Bug #1003

Qt 4.4 QtConcurrent and libthread_xu

Added by hasso about 6 years ago. Updated over 1 year ago.

Status:ClosedStart date:
Priority:NormalDue date:
Assignee:-% Done:

0%

Category:-
Target version:-

Description

Qt 4.4 integrates QT Concurrent [1] template library which provides
high-level and very easy to use API for writing multi-threaded programs.

The problem is that all these programs crash (segfault) rather "reliably"
with libthread_xu while there is no single problem with libc_r. I even
managed to deadlock whole machine with one example program, but can not
repeat it for now (I have single desktop at the moment I need to work
with ;).

I made static binaries from trivial example program you can download
here - http://leaf.dragonflybsd.org/~hasso/qt44-threaded-tests.tar.bz2.

runfunction-lr is compiled with libc_r, runfunction-xu with libthread_xu.
runfunction-xu crashing backtrace is always the same:

#0 __pthread_mutex_trylock (m=0x0)
at /home/hasso/dragonfly-src/lib/libthread_xu/thread/thr_mutex.c:292
292 if (__predict_false(*m == NULL)) {
(gdb) bt
#0 __pthread_mutex_trylock (m=0x0)
at /home/hasso/dragonfly-src/lib/libthread_xu/thread/thr_mutex.c:292
#1 0x0814157e in g_mutex_trylock_posix_impl ()
#2 0x0815186f in g_slice_alloc ()
#3 0x0815ca7a in g_ptr_array_sized_new ()
#4 0x0815cab5 in g_ptr_array_new ()
#5 0x0814b5ec in g_main_context_new ()
#6 0x080fd298 in QEventDispatcherGlibPrivate (this=0x281fb400,
context=0x0)
at kernel/qeventdispatcher_glib.cpp:241
#7 0x080fd4e7 in QEventDispatcherGlib (this=0x281f9260, parent=0x0) at
kernel/qeventdispatcher_glib.cpp:268
#8 0x08057e1a in QThreadPrivate::createEventDispatcher (data=0x281fa740)
at thread/qthread_unix.cpp:161
#9 0x08057f0c in QThreadPrivate::start (arg=0x281f91c0) at
thread/qthread_unix.cpp:185
#10 0x08145017 in thread_start (arg=0x281f6200)
at /home/hasso/dragonfly-src/lib/libthread_xu/thread/thr_create.c:239
#11 0x00000000 in ?? ()

[1] - http://labs.trolltech.com/blogs/category/labs/threads/qt-concurrent/

History

#1 Updated by corecode about 6 years ago

Well, somebody seems to pass a null pointer here.
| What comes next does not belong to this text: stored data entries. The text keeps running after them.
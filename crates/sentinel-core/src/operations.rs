//! Mutating batch operations.
//!
//! Every operation first builds a plan. A dry run returns the plan as-is.
//! A real run snapshots the affected files into a checkpoint, applies the
//! plan file by file (collecting failures instead of aborting), completes
//! the checkpoint, records the outcome with the learning store and reports
//! to the event sink.

use chrono::{Duration, Local};
use serde::Serialize;
use std::collections::HashSet;
use std::fs;
use std::path::{Path, PathBuf};
use std::sync::Arc;
use tracing::{debug, info, warn};

use crate::classifier::{classify, Category};
use crate::config::CleanupConfig;
use crate::error::{Error, Result};
use crate::events::{EventCategory, EventSink, SilentSink};
use crate::learning::{ActionDetails, LearningStore};
use crate::model::FileRecord;
use crate::recommend::ActionKind;
use crate::scanner;
use crate::undo::{copy_preserving, CheckpointLog, OperationSummary};

const OTHER_FOLDER: &str = "Other";
const ORGANIZE_STYLE: &str = "by_type";

#[derive(Debug, Clone, Copy, PartialEq, Eq, Serialize)]
#[serde(rename_all = "snake_case")]
pub enum CleanupReason {
    Old,
    Temp,
}

#[derive(Debug, Clone, PartialEq, Serialize)]
pub struct CleanupCandidate {
    pub path: PathBuf,
    pub size_mb: f64,
    pub age_days: Option<i64>,
    pub reason: CleanupReason,
}

#[derive(Debug, Clone, Default, PartialEq, Serialize)]
pub struct CleanupReport {
    pub dry_run: bool,
    pub candidates: Vec<CleanupCandidate>,
    pub files_removed: usize,
    pub space_freed_mb: f64,
    pub checkpoint_id: Option<String>,
    pub errors: Vec<String>,
}

#[derive(Debug, Clone, PartialEq, Serialize)]
pub struct PlannedMove {
    pub from: PathBuf,
    pub to: PathBuf,
    pub size_mb: f64,
}

#[derive(Debug, Clone, Default, PartialEq, Serialize)]
pub struct ArchiveReport {
    pub dry_run: bool,
    pub moves: Vec<PlannedMove>,
    pub files_archived: usize,
    pub total_size_mb: f64,
    pub checkpoint_id: Option<String>,
    pub errors: Vec<String>,
}

#[derive(Debug, Clone, Default, PartialEq, Serialize)]
pub struct OrganizeReport {
    pub dry_run: bool,
    pub moves: Vec<PlannedMove>,
    pub files_organized: usize,
    pub folders_created: Vec<String>,
    pub checkpoint_id: Option<String>,
    pub errors: Vec<String>,
}

/// Rename, falling back to copy and delete across filesystems.
fn move_file(from: &Path, to: &Path) -> Result<()> {
    if fs::rename(from, to).is_ok() {
        return Ok(());
    }
    copy_preserving(from, to)?;
    fs::remove_file(from)?;
    Ok(())
}

/// `dir/name`, or `dir/stem_N.ext` for the first N that is free on disk and
/// not already claimed by this plan.
fn unique_destination(dir: &Path, file_name: &str, claimed: &HashSet<PathBuf>) -> PathBuf {
    let candidate = dir.join(file_name);
    if !candidate.exists() && !claimed.contains(&candidate) {
        return candidate;
    }

    let as_path = Path::new(file_name);
    let stem = as_path
        .file_stem()
        .map(|s| s.to_string_lossy().into_owned())
        .unwrap_or_else(|| file_name.to_string());
    let ext = as_path
        .extension()
        .map(|e| format!(".{}", e.to_string_lossy()))
        .unwrap_or_default();

    let mut counter = 1;
    loop {
        let candidate = dir.join(format!("{}_{}{}", stem, counter, ext));
        if !candidate.exists() && !claimed.contains(&candidate) {
            return candidate;
        }
        counter += 1;
    }
}
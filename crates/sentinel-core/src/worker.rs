//! Background analysis.
//!
//! The worker owns the rules engine and learning store for the duration of
//! the job and hands them back with the result. Cancellation is cooperative:
//! the token is checked between scan, rule evaluation and recommendation.

use chrono::Local;
use std::collections::BTreeMap;
use std::sync::atomic::{AtomicBool, Ordering};
use std::sync::mpsc::{self, Receiver, TryRecvError};
use std::sync::Arc;
use std::thread::{self, JoinHandle};
use tracing::{debug, info};

use crate::config::AnalysisConfig;
use crate::error::{Error, Result};
use crate::events::EventSink;
use crate::learning::LearningStore;
use crate::model::FileRecord;
use crate::recommend::{Recommendations, Recommender};
use crate::rules::RulesEngine;
use crate::scanner;

/// Where the files to analyze come from.
pub enum AnalysisInput {
    Scan {
        roots: Vec<String>,
        ignore_patterns: Vec<String>,
    },
    Files(Vec<FileRecord>),
}

pub struct AnalysisRequest {
    pub input: AnalysisInput,
    pub config: AnalysisConfig,
    pub rules: Option<RulesEngine>,
    pub learning: Option<LearningStore>,
}

pub struct AnalysisOutcome {
    pub recommendations: Recommendations,
    pub rules: Option<RulesEngine>,
    pub learning: Option<LearningStore>,
}

pub struct AnalysisHandle {
    receiver: Receiver<Result<AnalysisOutcome>>,
    cancel: Arc<AtomicBool>,
    thread: Option<JoinHandle<()>>,
}

impl AnalysisHandle {
    pub fn cancel(&self) {
        self.cancel.store(true, Ordering::Relaxed);
    }

    /// Non-blocking poll. `None` while the job is still running.
    pub fn try_result(&mut self) -> Option<Result<AnalysisOutcome>> {
        match self.receiver.try_recv() {
            Ok(result) => {
                self.join();
                Some(result)
            }
            Err(TryRecvError::Empty) => None,
            Err(TryRecvError::Disconnected) => {
                self.join();
                Some(Err(Error::WorkerGone))
            }
        }
    }

    /// Block until the job finishes.
    pub fn wait(mut self) -> Result<AnalysisOutcome> {
        let result = self.receiver.recv().unwrap_or(Err(Error::WorkerGone));
        self.join();
        result
    }

    fn join(&mut self) {
        if let Some(thread) = self.thread.take() {
            if thread.join().is_err() {
                tracing::error!("Analysis worker panicked");
            }
        }
    }
}

fn check(cancel: &AtomicBool) -> Result<()> {
    if cancel.load(Ordering::Relaxed) {
        return Err(Error::Cancelled);
    }
    Ok(())
}

fn run(mut request: AnalysisRequest, cancel: &AtomicBool, sink: &dyn EventSink) -> Result<AnalysisOutcome> {
    let files = match request.input {
        AnalysisInput::Scan {
            ref roots,
            ref ignore_patterns,
        } => scanner::scan(roots, ignore_patterns, sink)?,
        AnalysisInput::Files(ref mut files) => std::mem::take(files),
    };
    check(cancel)?;

    let now = Local::now();
    let bound = request.config.max_batch_size.min(files.len());
    let rule_matches = match request.rules.as_mut() {
        Some(engine) => engine.apply_rules(&files[..bound], now)?,
        None => BTreeMap::new(),
    };
    check(cancel)?;

    let mut recommender = Recommender::new(&request.config).with_rule_matches(&rule_matches);
    if let Some(learning) = request.learning.as_ref() {
        recommender = recommender.with_learning(learning);
    }
    let recommendations = recommender.generate(&files, now);
    debug!(
        "Analysis produced {} actions and {} insights",
        recommendations.actions.len(),
        recommendations.insights.len()
    );

    Ok(AnalysisOutcome {
        recommendations,
        rules: request.rules,
        learning: request.learning,
    })
}

/// Run an analysis on a background thread.
pub fn spawn_analysis(request: AnalysisRequest, sink: Arc<dyn EventSink>) -> AnalysisHandle {
    let (sender, receiver) = mpsc::channel();
    let cancel = Arc::new(AtomicBool::new(false));
    let token = Arc::clone(&cancel);

    let thread = thread::spawn(move || {
        let result = run(request, &token, sink.as_ref());
        if let Err(Error::Cancelled) = &result {
            info!("Analysis cancelled");
        }
        // receiver dropped means nobody is waiting
        let _ = sender.send(result);
    });

    AnalysisHandle {
        receiver,
        cancel,
        thread: Some(thread),
    }
}

#[cfg(test)]
mod tests {
    use super::*;
    use crate::events::SilentSink;

    fn request(files: Vec<FileRecord>) -> AnalysisRequest {
        AnalysisRequest {
            input: AnalysisInput::Files(files),
            config: AnalysisConfig::default(),
            rules: None,
            learning: None,
        }
    }

    #[test]
    fn test_worker_returns_recommendations() {
        let files = vec![FileRecord::new("/d/a.tmp", 1024, None)];
        let outcome = spawn_analysis(request(files), Arc::new(SilentSink)).wait().unwrap();
        assert_eq!(outcome.recommendations.total_files, 1);
        assert_eq!(outcome.recommendations.actions[0].confidence, 95);
    }

    #[test]
    fn test_cancel_before_start_is_reported() {
        let cancel = AtomicBool::new(true);
        let result = run(request(Vec::new()), &cancel, &SilentSink);
        assert!(matches!(result, Err(Error::Cancelled)));
    }
}
#[cfg(target_os = "windows")]
pub mod windows;

use std::ffi::OsString;
use std::path::{Component, Path, PathBuf};

#[cfg(target_os = "windows")]
pub fn drive_letter(path: &Path) -> Option<OsString> {
    windows::drive_letter(path)
}

#[cfg(not(target_os = "windows"))]
pub fn drive_letter(_path: &Path) -> Option<OsString> {
    None
}

/// Path relative to its filesystem root, with any drive prefix and root
/// separator removed.
pub fn strip_root(path: &Path) -> PathBuf {
    path.components()
        .filter(|c| matches!(c, Component::Normal(_)))
        .map(|c| c.as_os_str())
        .collect()
}

/// Where `original` lives under a backup root. The drive letter, when there
/// is one, becomes the first directory so `C:\a` and `D:\a` stay distinct.
pub fn mirror_path(backup_root: &Path, original: &Path) -> PathBuf {
    let mut mirrored = backup_root.to_path_buf();
    if let Some(drive) = drive_letter(original) {
        mirrored.push(drive);
    }
    mirrored.push(strip_root(original));
    mirrored
}

#[cfg(test)]
mod tests {
    use super::*;

    #[cfg(not(target_os = "windows"))]
    #[test]
    fn test_mirror_unix_path() {
        let mirrored = mirror_path(Path::new("/backups/cp_1"), Path::new("/home/user/notes.txt"));
        assert_eq!(mirrored, PathBuf::from("/backups/cp_1/home/user/notes.txt"));
    }

    #[cfg(target_os = "windows")]
    #[test]
    fn test_mirror_keeps_drive_letter() {
        let mirrored = mirror_path(Path::new(r"D:\backups\cp_1"), Path::new(r"C:\Users\me\notes.txt"));
        assert_eq!(mirrored, PathBuf::from(r"D:\backups\cp_1\C\Users\me\notes.txt"));
    }

    #[test]
    fn test_strip_root_relative_path_unchanged() {
        assert_eq!(strip_root(Path::new("a/b.txt")), PathBuf::from("a/b.txt"));
    }
}
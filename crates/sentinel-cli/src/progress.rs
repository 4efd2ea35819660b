use colored::*;
use indicatif::{ProgressBar, ProgressStyle};
use sentinel_core::{EventCategory, EventSink};
use std::sync::Mutex;
use std::time::Duration;

const TICK_CHARS: &str = "⠋⠙⠹⠸⠼⠴⠦⠧⠇⠏";

/// Terminal sink: a spinner while scanning or analyzing, colored lines for
/// operation outcomes.
pub struct CliReporter {
    bar: Mutex<Option<ProgressBar>>,
}

impl CliReporter {
    pub fn new() -> Self {
        Self {
            bar: Mutex::new(None),
        }
    }

    pub fn start_spinner(&self, message: &str) {
        let pb = ProgressBar::new_spinner();
        if let Ok(style) = ProgressStyle::with_template("{spinner:.cyan} {msg}") {
            pb.set_style(style.tick_chars(TICK_CHARS));
        }
        pb.set_message(message.to_string());
        pb.enable_steady_tick(Duration::from_millis(80));

        if let Ok(mut guard) = self.bar.lock() {
            if let Some(old) = guard.replace(pb) {
                old.finish_and_clear();
            }
        }
    }

    pub fn finish(&self) {
        if let Ok(mut guard) = self.bar.lock() {
            if let Some(pb) = guard.take() {
                pb.finish_and_clear();
            }
        }
    }

    fn set_message(&self, message: String) {
        if let Ok(guard) = self.bar.lock() {
            if let Some(pb) = guard.as_ref() {
                pb.set_message(message);
            }
        }
    }

    /// Print above the spinner if one is running.
    fn println(&self, line: String) {
        match self.bar.lock() {
            Ok(guard) => match guard.as_ref() {
                Some(pb) => pb.println(line),
                None => eprintln!("{}", line),
            },
            Err(_) => eprintln!("{}", line),
        }
    }
}

impl EventSink for CliReporter {
    fn log_event(&self, category: EventCategory, message: &str) {
        let label = format!("[{}]", category);
        let label = match category {
            EventCategory::Info => label.blue(),
            EventCategory::Cleanup => label.green(),
            EventCategory::Organize => label.cyan(),
            EventCategory::Error => label.red(),
        };
        self.println(format!("  {} {}", label, message));
    }

    fn on_scan_start(&self) {
        self.set_message("Scanning files...".to_string());
    }

    fn on_scan_progress(&self, files_found: usize) {
        self.set_message(format!("Scanning... {} files found", files_found));
    }

    fn on_scan_complete(&self, total_files: usize, duration_secs: f64) {
        self.println(format!(
            "  {} Scan complete: {} files in {:.2}s",
            "✓".green(),
            total_files,
            duration_secs
        ));
        self.set_message("Analyzing...".to_string());
    }
}
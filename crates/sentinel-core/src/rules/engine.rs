use chrono::{DateTime, Local};
use serde::{Deserialize, Serialize};
use std::collections::BTreeMap;
use std::fmt;
use std::path::PathBuf;
use std::sync::Arc;
use tracing::{debug, info};

use super::condition::{evaluate, Comparison, Condition};
use crate::config::RulesConfig;
use crate::error::{Error, Result};
use crate::events::{EventCategory, EventSink};
use crate::model::FileRecord;
use crate::persist;

/// What a rule asks to happen to a matching file. Unknown action types are
/// kept as [`RuleAction::Other`] and ignored downstream.
#[derive(Debug, Clone, PartialEq, Serialize, Deserialize)]
#[serde(tag = "type", rename_all = "snake_case")]
pub enum RuleAction {
    Move { destination: String },
    Copy { destination: String },
    Archive { destination: String },
    Delete,
    #[serde(other)]
    Other,
}

impl fmt::Display for RuleAction {
    fn fmt(&self, f: &mut fmt::Formatter<'_>) -> fmt::Result {
        match self {
            RuleAction::Move { destination } => write!(f, "move to {}", destination),
            RuleAction::Copy { destination } => write!(f, "copy to {}", destination),
            RuleAction::Archive { destination } => write!(f, "archive to {}", destination),
            RuleAction::Delete => f.write_str("delete"),
            RuleAction::Other => f.write_str("unsupported action"),
        }
    }
}

#[derive(Debug, Clone, PartialEq, Serialize, Deserialize)]
pub struct CustomRule {
    pub id: String,
    pub name: String,
    #[serde(default = "enabled_by_default")]
    pub enabled: bool,
    pub conditions: Vec<Condition>,
    pub actions: Vec<RuleAction>,
    #[serde(default)]
    pub priority: i32,
    #[serde(default)]
    pub stop_on_match: bool,
    #[serde(default)]
    pub match_count: u32,
    #[serde(default = "Local::now")]
    pub created_at: DateTime<Local>,
}

fn enabled_by_default() -> bool {
    true
}

/// Fields supplied when creating a rule. The engine assigns the id.
#[derive(Debug, Clone, Default)]
pub struct NewRule {
    pub name: String,
    pub conditions: Vec<Condition>,
    pub actions: Vec<RuleAction>,
    pub priority: i32,
    pub stop_on_match: bool,
}

/// Partial update; `None` leaves the field unchanged.
#[derive(Debug, Clone, Default)]
pub struct RuleUpdate {
    pub name: Option<String>,
    pub enabled: Option<bool>,
    pub conditions: Option<Vec<Condition>>,
    pub actions: Option<Vec<RuleAction>>,
    pub priority: Option<i32>,
    pub stop_on_match: Option<bool>,
}

#[derive(Debug, Clone, PartialEq, Serialize)]
pub struct RuleMatch {
    pub rule_id: String,
    pub rule_name: String,
    pub action: RuleAction,
}

#[derive(Debug, Clone, PartialEq)]
pub struct RulesSummary {
    pub total: usize,
    pub enabled: usize,
    pub total_matches: u64,
    pub most_used: Option<(String, u32)>,
}

fn default_rules(now: DateTime<Local>) -> Vec<CustomRule> {
    vec![
        CustomRule {
            id: "rule_1".to_string(),
            name: "Screenshots to Screenshots folder".to_string(),
            enabled: true,
            conditions: vec![Condition::FilenameContains {
                value: "screenshot".to_string(),
                case_sensitive: false,
            }],
            actions: vec![RuleAction::Move {
                destination: "Screenshots".to_string(),
            }],
            priority: 10,
            stop_on_match: false,
            match_count: 0,
            created_at: now,
        },
        CustomRule {
            id: "rule_2".to_string(),
            name: "Old downloads cleanup".to_string(),
            enabled: true,
            conditions: vec![
                Condition::FolderContains {
                    value: "Downloads".to_string(),
                },
                Condition::AgeDays {
                    operator: Comparison::GreaterThan,
                    value: 90.0,
                },
            ],
            actions: vec![RuleAction::Archive {
                destination: "Old Downloads".to_string(),
            }],
            priority: 5,
            stop_on_match: false,
            match_count: 0,
            created_at: now,
        },
    ]
}

/// User-defined rules, persisted as a JSON array and rewritten on every
/// mutation.
pub struct RulesEngine {
    rules_file: PathBuf,
    rules: Vec<CustomRule>,
    sink: Arc<dyn EventSink>,
}

impl RulesEngine {
    /// Load the rule store. A missing or unreadable store is replaced by the
    /// default rule set, which is written back immediately.
    pub fn load(config: &RulesConfig, sink: Arc<dyn EventSink>) -> Result<Self> {
        let rules_file = config.rules_file.clone();
        let (rules, seeded) = match persist::load_json::<Vec<CustomRule>>(&rules_file) {
            Some(rules) => (rules, false),
            None => (default_rules(Local::now()), true),
        };

        let engine = Self {
            rules_file,
            rules,
            sink,
        };
        if seeded {
            info!("Seeding default rules at {}", engine.rules_file.display());
            engine.save()?;
        }
        debug!("Loaded {} rules", engine.rules.len());
        Ok(engine)
    }

    fn save(&self) -> Result<()> {
        persist::save_json(&self.rules_file, &self.rules)
    }

    pub fn rules(&self) -> &[CustomRule] {
        &self.rules
    }

    fn next_id(&self) -> String {
        let max = self
            .rules
            .iter()
            .filter_map(|r| r.id.strip_prefix("rule_"))
            .filter_map(|n| n.parse::<u32>().ok())
            .max()
            .unwrap_or(0);
        format!("rule_{}", max + 1)
    }

    pub fn add_rule(&mut self, new_rule: NewRule) -> Result<String> {
        let id = self.next_id();
        self.rules.push(CustomRule {
            id: id.clone(),
            name: new_rule.name,
            enabled: true,
            conditions: new_rule.conditions,
            actions: new_rule.actions,
            priority: new_rule.priority,
            stop_on_match: new_rule.stop_on_match,
            match_count: 0,
            created_at: Local::now(),
        });
        self.save()?;
        self.sink
            .log_event(EventCategory::Info, &format!("Added rule {}", id));
        Ok(id)
    }

    pub fn get_rule(&self, id: &str) -> Option<&CustomRule> {
        self.rules.iter().find(|r| r.id == id)
    }

    fn rule_mut(&mut self, id: &str) -> Result<&mut CustomRule> {
        self.rules
            .iter_mut()
            .find(|r| r.id == id)
            .ok_or_else(|| Error::RuleNotFound(id.to_string()))
    }

    pub fn update_rule(&mut self, id: &str, update: RuleUpdate) -> Result<()> {
        let rule = self.rule_mut(id)?;
        if let Some(name) = update.name {
            rule.name = name;
        }
        if let Some(enabled) = update.enabled {
            rule.enabled = enabled;
        }
        if let Some(conditions) = update.conditions {
            rule.conditions = conditions;
        }
        if let Some(actions) = update.actions {
            rule.actions = actions;
        }
        if let Some(priority) = update.priority {
            rule.priority = priority;
        }
        if let Some(stop) = update.stop_on_match {
            rule.stop_on_match = stop;
        }
        self.save()
    }

    pub fn delete_rule(&mut self, id: &str) -> Result<()> {
        let before = self.rules.len();
        self.rules.retain(|r| r.id != id);
        if self.rules.len() == before {
            return Err(Error::RuleNotFound(id.to_string()));
        }
        self.save()?;
        self.sink
            .log_event(EventCategory::Info, &format!("Deleted rule {}", id));
        Ok(())
    }

    /// Flip the enabled flag and return the new state.
    pub fn toggle_rule(&mut self, id: &str) -> Result<bool> {
        let rule = self.rule_mut(id)?;
        rule.enabled = !rule.enabled;
        let enabled = rule.enabled;
        self.save()?;
        Ok(enabled)
    }

    /// Evaluate every enabled rule against every file.
    ///
    /// Rules run in priority order (higher first, ties in stored order). A
    /// triggering rule with `stop_on_match` ends evaluation for that file.
    /// Files that trigger nothing are absent from the result. Match counters
    /// are persisted once per batch.
    pub fn apply_rules(
        &mut self,
        files: &[FileRecord],
        now: DateTime<Local>,
    ) -> Result<BTreeMap<String, Vec<RuleMatch>>> {
        let mut order: Vec<usize> = (0..self.rules.len())
            .filter(|&i| self.rules[i].enabled)
            .collect();
        order.sort_by(|&a, &b| self.rules[b].priority.cmp(&self.rules[a].priority));

        let mut results: BTreeMap<String, Vec<RuleMatch>> = BTreeMap::new();
        for file in files {
            for &idx in &order {
                let rule = &mut self.rules[idx];
                if !evaluate(file, &rule.conditions, now) {
                    continue;
                }

                rule.match_count += 1;
                let matches = results.entry(file.path.clone()).or_default();
                for action in &rule.actions {
                    matches.push(RuleMatch {
                        rule_id: rule.id.clone(),
                        rule_name: rule.name.clone(),
                        action: action.clone(),
                    });
                }
                debug!("Rule '{}' matched {}", rule.name, file.path);

                if rule.stop_on_match {
                    break;
                }
            }
        }

        self.save()?;
        Ok(results)
    }

    pub fn summary(&self) -> RulesSummary {
        let most_used = self
            .rules
            .iter()
            .filter(|r| r.match_count > 0)
            .fold(None::<&CustomRule>, |best, r| match best {
                Some(b) if b.match_count >= r.match_count => Some(b),
                _ => Some(r),
            })
            .map(|r| (r.name.clone(), r.match_count));

        RulesSummary {
            total: self.rules.len(),
            enabled: self.rules.iter().filter(|r| r.enabled).count(),
            total_matches: self.rules.iter().map(|r| r.match_count as u64).sum(),
            most_used,
        }
    }
}

#[cfg(test)]
mod tests {
    use super::*;
    use crate::events::SilentSink;
    use tempfile::tempdir;

    fn engine_in(dir: &std::path::Path) -> RulesEngine {
        let config = RulesConfig {
            rules_file: dir.join("rules.json"),
        };
        RulesEngine::load(&config, Arc::new(SilentSink)).unwrap()
    }

    #[test]
    fn test_next_id_is_monotonic() {
        let dir = tempdir().unwrap();
        let mut engine = engine_in(dir.path());
        engine.delete_rule("rule_1").unwrap();
        let id = engine
            .add_rule(NewRule {
                name: "pdfs".into(),
                ..Default::default()
            })
            .unwrap();
        assert_eq!(id, "rule_3");
    }

    #[test]
    fn test_unknown_rule_errors() {
        let dir = tempdir().unwrap();
        let mut engine = engine_in(dir.path());
        assert!(matches!(engine.toggle_rule("rule_99"), Err(Error::RuleNotFound(_))));
        assert!(matches!(engine.delete_rule("rule_99"), Err(Error::RuleNotFound(_))));
    }

    #[test]
    fn test_summary_most_used() {
        let dir = tempdir().unwrap();
        let mut engine = engine_in(dir.path());
        let files = vec![
            FileRecord::new("/home/u/Desktop/Screenshot 1.png", 10, None),
            FileRecord::new("/home/u/Desktop/screenshot 2.png", 10, None),
        ];
        engine.apply_rules(&files, Local::now()).unwrap();
        let summary = engine.summary();
        assert_eq!(summary.total, 2);
        assert_eq!(summary.enabled, 2);
        assert_eq!(summary.total_matches, 2);
        assert_eq!(
            summary.most_used,
            Some(("Screenshots to Screenshots folder".to_string(), 2))
        );
    }

    #[test]
    fn test_unknown_action_deserializes() {
        let action: RuleAction = serde_json::from_str(r#"{"type": "rename", "pattern": "x"}"#).unwrap();
        assert_eq!(action, RuleAction::Other);
    }
}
could you compile glib with -g and also include their sources?

cheers
simon

#2 Updated by dillon about 6 years ago

Something in that chain of calls is passing a NULL to
__pthread_mutex_trylock().

In libc_r we have this:

int
_pthread_mutex_trylock(pthread_mutex_t * mutex)
{
struct pthread *curthread = _get_curthread();
int ret = 0;

if (mutex == NULL)
ret = EINVAL;
...
}

In libthread_xu it assumes non-NULL and will crash.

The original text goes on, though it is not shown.